(RECORDS TO PROCESS):

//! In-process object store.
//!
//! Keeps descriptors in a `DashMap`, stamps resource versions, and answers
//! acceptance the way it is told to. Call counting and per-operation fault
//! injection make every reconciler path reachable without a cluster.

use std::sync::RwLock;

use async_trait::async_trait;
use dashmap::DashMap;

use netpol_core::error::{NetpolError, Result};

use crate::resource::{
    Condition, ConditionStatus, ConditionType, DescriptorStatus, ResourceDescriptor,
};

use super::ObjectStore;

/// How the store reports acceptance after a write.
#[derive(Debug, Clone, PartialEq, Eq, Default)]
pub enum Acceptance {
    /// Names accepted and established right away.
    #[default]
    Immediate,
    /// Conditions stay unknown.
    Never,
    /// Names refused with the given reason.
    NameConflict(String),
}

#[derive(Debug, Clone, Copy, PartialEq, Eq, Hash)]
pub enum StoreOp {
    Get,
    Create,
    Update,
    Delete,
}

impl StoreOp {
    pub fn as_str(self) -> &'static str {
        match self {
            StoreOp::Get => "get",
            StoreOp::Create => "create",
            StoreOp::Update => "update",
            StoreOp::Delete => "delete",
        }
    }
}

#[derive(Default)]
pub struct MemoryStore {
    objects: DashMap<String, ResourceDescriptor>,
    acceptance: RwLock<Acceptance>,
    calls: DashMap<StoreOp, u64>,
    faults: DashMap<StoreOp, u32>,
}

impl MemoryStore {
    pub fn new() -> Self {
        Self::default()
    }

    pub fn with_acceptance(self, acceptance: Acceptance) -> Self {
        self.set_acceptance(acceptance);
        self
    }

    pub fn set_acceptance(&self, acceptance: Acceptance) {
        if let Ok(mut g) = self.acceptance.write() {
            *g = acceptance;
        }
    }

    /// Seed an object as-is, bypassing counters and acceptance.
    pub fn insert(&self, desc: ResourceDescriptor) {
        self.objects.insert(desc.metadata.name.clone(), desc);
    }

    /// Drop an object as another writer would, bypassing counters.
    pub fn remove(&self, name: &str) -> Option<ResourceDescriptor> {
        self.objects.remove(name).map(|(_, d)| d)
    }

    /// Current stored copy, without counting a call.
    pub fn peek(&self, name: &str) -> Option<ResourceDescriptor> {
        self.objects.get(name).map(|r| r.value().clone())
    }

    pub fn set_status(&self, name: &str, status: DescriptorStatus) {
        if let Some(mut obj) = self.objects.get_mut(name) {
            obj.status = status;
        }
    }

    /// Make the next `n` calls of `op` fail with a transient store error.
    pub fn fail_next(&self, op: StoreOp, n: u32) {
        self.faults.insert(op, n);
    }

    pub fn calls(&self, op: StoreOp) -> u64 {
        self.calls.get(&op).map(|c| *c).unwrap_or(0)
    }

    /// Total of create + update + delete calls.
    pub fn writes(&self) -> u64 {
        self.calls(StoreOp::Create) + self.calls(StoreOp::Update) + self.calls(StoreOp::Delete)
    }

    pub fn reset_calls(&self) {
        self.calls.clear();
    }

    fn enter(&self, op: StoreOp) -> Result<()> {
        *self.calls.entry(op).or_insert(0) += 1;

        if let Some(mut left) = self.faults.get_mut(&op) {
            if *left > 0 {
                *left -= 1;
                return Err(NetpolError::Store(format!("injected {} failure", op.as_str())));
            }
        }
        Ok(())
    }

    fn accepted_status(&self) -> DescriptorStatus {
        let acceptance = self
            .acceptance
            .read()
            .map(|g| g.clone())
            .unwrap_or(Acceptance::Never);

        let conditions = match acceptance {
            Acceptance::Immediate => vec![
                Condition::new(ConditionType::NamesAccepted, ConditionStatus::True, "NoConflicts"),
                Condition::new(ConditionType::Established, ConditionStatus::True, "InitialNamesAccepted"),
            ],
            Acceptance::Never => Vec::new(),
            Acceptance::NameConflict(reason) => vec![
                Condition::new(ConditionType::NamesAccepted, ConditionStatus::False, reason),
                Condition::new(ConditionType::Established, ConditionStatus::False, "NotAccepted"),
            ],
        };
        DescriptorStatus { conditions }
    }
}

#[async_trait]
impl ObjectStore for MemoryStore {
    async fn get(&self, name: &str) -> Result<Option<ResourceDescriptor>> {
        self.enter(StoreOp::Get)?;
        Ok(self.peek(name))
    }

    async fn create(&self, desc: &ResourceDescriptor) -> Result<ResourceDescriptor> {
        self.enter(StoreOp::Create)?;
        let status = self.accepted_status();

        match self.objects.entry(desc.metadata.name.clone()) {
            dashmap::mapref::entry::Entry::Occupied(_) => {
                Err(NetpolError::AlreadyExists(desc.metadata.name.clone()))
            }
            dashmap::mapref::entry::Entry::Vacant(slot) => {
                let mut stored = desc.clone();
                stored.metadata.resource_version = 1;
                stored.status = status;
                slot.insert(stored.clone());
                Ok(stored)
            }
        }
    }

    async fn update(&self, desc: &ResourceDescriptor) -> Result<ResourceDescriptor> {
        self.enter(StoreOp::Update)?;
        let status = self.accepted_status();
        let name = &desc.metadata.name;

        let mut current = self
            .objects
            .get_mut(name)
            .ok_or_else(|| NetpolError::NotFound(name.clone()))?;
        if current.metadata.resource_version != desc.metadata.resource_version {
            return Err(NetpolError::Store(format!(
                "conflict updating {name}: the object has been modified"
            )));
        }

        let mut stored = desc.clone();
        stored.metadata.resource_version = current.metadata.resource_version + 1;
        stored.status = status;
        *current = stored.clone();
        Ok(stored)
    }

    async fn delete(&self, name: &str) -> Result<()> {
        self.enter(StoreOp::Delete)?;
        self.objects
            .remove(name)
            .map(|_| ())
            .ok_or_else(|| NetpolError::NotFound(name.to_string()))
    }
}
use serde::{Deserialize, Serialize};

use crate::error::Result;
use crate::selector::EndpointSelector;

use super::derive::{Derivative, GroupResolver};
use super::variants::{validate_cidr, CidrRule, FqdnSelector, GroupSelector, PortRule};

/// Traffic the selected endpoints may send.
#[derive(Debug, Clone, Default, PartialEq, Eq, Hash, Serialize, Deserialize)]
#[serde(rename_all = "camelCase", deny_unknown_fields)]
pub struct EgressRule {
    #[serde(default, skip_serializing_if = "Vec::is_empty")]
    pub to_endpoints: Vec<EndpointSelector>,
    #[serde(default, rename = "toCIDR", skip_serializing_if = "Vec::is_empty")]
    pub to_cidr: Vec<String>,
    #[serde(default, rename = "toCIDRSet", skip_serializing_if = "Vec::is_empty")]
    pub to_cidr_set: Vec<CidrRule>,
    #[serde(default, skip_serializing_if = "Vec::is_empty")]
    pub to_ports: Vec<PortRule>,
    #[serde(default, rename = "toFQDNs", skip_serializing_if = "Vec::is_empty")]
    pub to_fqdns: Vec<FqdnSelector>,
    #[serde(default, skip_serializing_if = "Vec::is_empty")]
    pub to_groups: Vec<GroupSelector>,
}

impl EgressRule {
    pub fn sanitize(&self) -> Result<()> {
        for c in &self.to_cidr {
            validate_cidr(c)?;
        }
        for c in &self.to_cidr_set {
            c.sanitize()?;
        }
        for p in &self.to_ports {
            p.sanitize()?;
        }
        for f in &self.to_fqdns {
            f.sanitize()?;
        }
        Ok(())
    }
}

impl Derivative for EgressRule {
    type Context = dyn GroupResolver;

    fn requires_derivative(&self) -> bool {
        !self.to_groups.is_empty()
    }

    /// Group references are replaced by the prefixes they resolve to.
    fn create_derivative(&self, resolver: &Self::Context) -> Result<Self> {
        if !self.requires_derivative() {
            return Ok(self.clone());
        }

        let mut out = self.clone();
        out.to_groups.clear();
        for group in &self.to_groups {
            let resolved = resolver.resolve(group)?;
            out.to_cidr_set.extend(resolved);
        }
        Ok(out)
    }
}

(WORK INSTRUCTIONS):
All of the material above should be repeated exactly.

(SOLUTION TO THE EXERCISE):
//! In-process object store.
//!
//! Keeps descriptors in a `DashMap`, stamps resource versions, and answers
//! acceptance the way it is told to. Call counting and per-operation fault
//! injection make every reconciler path reachable without a cluster.

use std::sync::RwLock;

use async_trait::async_trait;
use dashmap::DashMap;

use netpol_core::error::{NetpolError, Result};

use crate::resource::{
    Condition, ConditionStatus, ConditionType, DescriptorStatus, ResourceDescriptor,
};

use super::ObjectStore;

/// How the store reports acceptance after a write.
#[derive(Debug, Clone, PartialEq, Eq, Default)]
pub enum Acceptance {
    /// Names accepted and established right away.
    #[default]
    Immediate,
    /// Conditions stay unknown.
    Never,
    /// Names refused with the given reason.
    NameConflict(String),
}

#[derive(Debug, Clone, Copy, PartialEq, Eq, Hash)]
pub enum StoreOp {
    Get,
    Create,
    Update,
    Delete,
}

impl StoreOp {
    pub fn as_str(self) -> &'static str {
        match self {
            StoreOp::Get => "get",
            StoreOp::Create => "create",
            StoreOp::Update => "update",
            StoreOp::Delete => "delete",
        }
    }
}

#[derive(Default)]
pub struct MemoryStore {
    objects: DashMap<String, ResourceDescriptor>,
    acceptance: RwLock<Acceptance>,
    calls: DashMap<StoreOp, u64>,
    faults: DashMap<StoreOp, u32>,
}

impl MemoryStore {
    pub fn new() -> Self {
        Self::default()
    }

    pub fn with_acceptance(self, acceptance: Acceptance) -> Self {
        self.set_acceptance(acceptance);
        self
    }

    pub fn set_acceptance(&self, acceptance: Acceptance) {
        if let Ok(mut g) = self.acceptance.write() {
            *g = acceptance;
        }
    }

    /// Seed an object as-is, bypassing counters and acceptance.
    pub fn insert(&self, desc: ResourceDescriptor) {
        self.objects.insert(desc.metadata.name.clone(), desc);
    }

    /// Drop an object as another writer would, bypassing counters.
    pub fn remove(&self, name: &str) -> Option<ResourceDescriptor> {
        self.objects.remove(name).map(|(_, d)| d)
    }

    /// Current stored copy, without counting a call.
    pub fn peek(&self, name: &str) -> Option<ResourceDescriptor> {
        self.objects.get(name).map(|r| r.value().clone())
    }

    pub fn set_status(&self, name: &str, status: DescriptorStatus) {
        if let Some(mut obj) = self.objects.get_mut(name) {
            obj.status = status;
        }
    }

    /// Make the next `n` calls of `op` fail with a transient store error.
    pub fn fail_next(&self, op: StoreOp, n: u32) {
        self.faults.insert(op, n);
    }

    pub fn calls(&self, op: StoreOp) -> u64 {
        self.calls.get(&op).map(|c| *c).unwrap_or(0)
    }

    /// Total of create + update + delete calls.
    pub fn writes(&self) -> u64 {
        self.calls(StoreOp::Create) + self.calls(StoreOp::Update) + self.calls(StoreOp::Delete)
    }

    pub fn reset_calls(&self) {
        self.calls.clear();
    }

    fn enter(&self, op: StoreOp) -> Result<()> {
        *self.calls.entry(op).or_insert(0) += 1;

        if let Some(mut left) = self.faults.get_mut(&op) {
            if *left > 0 {
                *left -= 1;
                return Err(NetpolError::Store(format!("injected {} failure", op.as_str())));
            }
        }
        Ok(())
    }

    fn accepted_status(&self) -> DescriptorStatus {
        let acceptance = self
            .acceptance
            .read()
            .map(|g| g.clone())
            .unwrap_or(Acceptance::Never);

        let conditions = match acceptance {
            Acceptance::Immediate => vec![
                Condition::new(ConditionType::NamesAccepted, ConditionStatus::True, "NoConflicts"),
                Condition::new(ConditionType::Established, ConditionStatus::True, "InitialNamesAccepted"),
            ],
            Acceptance::Never => Vec::new(),
            Acceptance::NameConflict(reason) => vec![
                Condition::new(ConditionType::NamesAccepted, ConditionStatus::False, reason),
                Condition::new(ConditionType::Established, ConditionStatus::False, "NotAccepted"),
            ],
        };
        DescriptorStatus { conditions }
    }
}

#[async_trait]
impl ObjectStore for MemoryStore {
    async fn get(&self, name: &str) -> Result<Option<ResourceDescriptor>> {
        self.enter(StoreOp::Get)?;
        Ok(self.peek(name))
    }

    async fn create(&self, desc: &ResourceDescriptor) -> Result<ResourceDescriptor> {
        self.enter(StoreOp::Create)?;
        let status = self.accepted_status();

        match self.objects.entry(desc.metadata.name.clone()) {
            dashmap::mapref::entry::Entry::Occupied(_) => {
                Err(NetpolError::AlreadyExists(desc.metadata.name.clone()))
            }
            dashmap::mapref::entry::Entry::Vacant(slot) => {
                let mut stored = desc.clone();
                stored.metadata.resource_version = 1;
                stored.status = status;
                slot.insert(stored.clone());
                Ok(stored)
            }
        }
    }

    async fn update(&self, desc: &ResourceDescriptor) -> Result<ResourceDescriptor> {
        self.enter(StoreOp::Update)?;
        let status = self.accepted_status();
        let name = &desc.metadata.name;

        let mut current = self
            .objects
            .get_mut(name)
            .ok_or_else(|| NetpolError::NotFound(name.clone()))?;
        if current.metadata.resource_version != desc.metadata.resource_version {
            return Err(NetpolError::Store(format!(
                "conflict updating {name}: the object has been modified"
            )));
        }

        let mut stored = desc.clone();
        stored.metadata.resource_version = current.metadata.resource_version + 1;
        stored.status = status;
        *current = stored.clone();
        Ok(stored)
    }

    async fn delete(&self, name: &str) -> Result<()> {
        self.enter(StoreOp::Delete)?;
        self.objects
            .remove(name)
            .map(|_| ())
            .ok_or_else(|| NetpolError::NotFound(name.to_string()))
    }
}
use serde::{Deserialize, Serialize};

use crate::error::Result;
use crate::selector::EndpointSelector;

use super::derive::{Derivative, GroupResolver};
use super::variants::{validate_cidr, CidrRule, FqdnSelector, GroupSelector, PortRule};

/// Traffic the selected endpoints may send.
#[derive(Debug, Clone, Default, PartialEq, Eq, Hash, Serialize, Deserialize)]
#[serde(rename_all = "camelCase", deny_unknown_fields)]
pub struct EgressRule {
    #[serde(default, skip_serializing_if = "Vec::is_empty")]
    pub to_endpoints: Vec<EndpointSelector>,
    #[serde(default, rename = "toCIDR", skip_serializing_if = "Vec::is_empty")]
    pub to_cidr: Vec<String>,
    #[serde(default, rename = "toCIDRSet", skip_serializing_if = "Vec::is_empty")]
    pub to_cidr_set: Vec<CidrRule>,
    #[serde(default, skip_serializing_if = "Vec::is_empty")]
    pub to_ports: Vec<PortRule>,
    #[serde(default, rename = "toFQDNs", skip_serializing_if = "Vec::is_empty")]
    pub to_fqdns: Vec<FqdnSelector>,
    #[serde(default, skip_serializing_if = "Vec::is_empty")]
    pub to_groups: Vec<GroupSelector>,
}

impl EgressRule {
    pub fn sanitize(&self) -> Result<()> {
        for c in &self.to_cidr {
            validate_cidr(c)?;
        }
        for c in &self.to_cidr_set {
            c.sanitize()?;
        }
        for p in &self.to_ports {
            p.sanitize()?;
        }
        for f in &self.to_fqdns {
            f.sanitize()?;
        }
        Ok(())
    }
}

impl Derivative for EgressRule {
    type Context = dyn GroupResolver;

    fn requires_derivative(&self) -> bool {
        !self.to_groups.is_empty()
    }

    /// Group references are replaced by the prefixes they resolve to.
    fn create_derivative(&self, resolver: &Self::Context) -> Result<Self> {
        if !self.requires_derivative() {
            return Ok(self.clone());
        }

        let mut out = self.clone();
        out.to_groups.clear();
        for group in &self.to_groups {
            let resolved = resolver.resolve(group)?;
            out.to_cidr_set.extend(resolved);
        }
        Ok(out)
    }
}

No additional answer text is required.